## About this exercise:
Search the data for the string "NotFound" and copy each line in which it appears.

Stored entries
= = =
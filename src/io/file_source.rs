use std::io::{ErrorKind, SeekFrom};
use std::path::{Path, PathBuf};

use async_trait::async_trait;
use bytes::Bytes;
use tokio::fs::File;
use tokio::io::{AsyncReadExt, AsyncSeekExt};

use super::range_source::{check_bounds, RangeSource};
use crate::error::TransportError;

/// Local file implementation of [`RangeSource`].
///
/// The file size is read once on creation. Each read opens the file again,
/// so a source can serve overlapping reads.
#[derive(Debug, Clone)]
pub struct FileRangeSource {
    path: PathBuf,
    size: u64,
    identifier: String,
}

impl FileRangeSource {
    /// Open `path`. Returns `NotFound` if it does not exist.
    pub async fn open(path: impl AsRef<Path>) -> Result<Self, TransportError> {
        let path = path.as_ref().to_path_buf();
        let identifier = format!("file://{}", path.display());

        let metadata = tokio::fs::metadata(&path).await.map_err(|e| match e.kind() {
            ErrorKind::NotFound => TransportError::NotFound(identifier.clone()),
            _ => TransportError::Read(e.to_string()),
        })?;

        if !metadata.is_file() {
            return Err(TransportError::Read(format!("{} is not a file", identifier)));
        }

        Ok(Self {
            path,
            size: metadata.len(),
            identifier,
        })
    }

    pub fn path(&self) -> &Path {
        &self.path
    }
}

#[async_trait]
impl RangeSource for FileRangeSource {
    async fn read_range(&self, offset: u64, len: usize) -> Result<Bytes, TransportError> {
        check_bounds(offset, len, self.size)?;

        if len == 0 {
            return Ok(Bytes::new());
        }

        let mut file = File::open(&self.path)
            .await
            .map_err(|e| TransportError::Read(e.to_string()))?;
        file.seek(SeekFrom::Start(offset))
            .await
            .map_err(|e| TransportError::Read(e.to_string()))?;

        let mut buf = vec![0u8; len];
        file.read_exact(&mut buf)
            .await
            .map_err(|e| TransportError::Read(e.to_string()))?;

        Ok(Bytes::from(buf))
    }

    fn size(&self) -> u64 {
        self.size
    }

    fn identifier(&self) -> &str {
        &self.identifier
    }
}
= = =
## Solution:
    /// Open `path`. Returns `NotFound` if it does not exist.
            ErrorKind::NotFound => TransportError::NotFound(identifier.clone()),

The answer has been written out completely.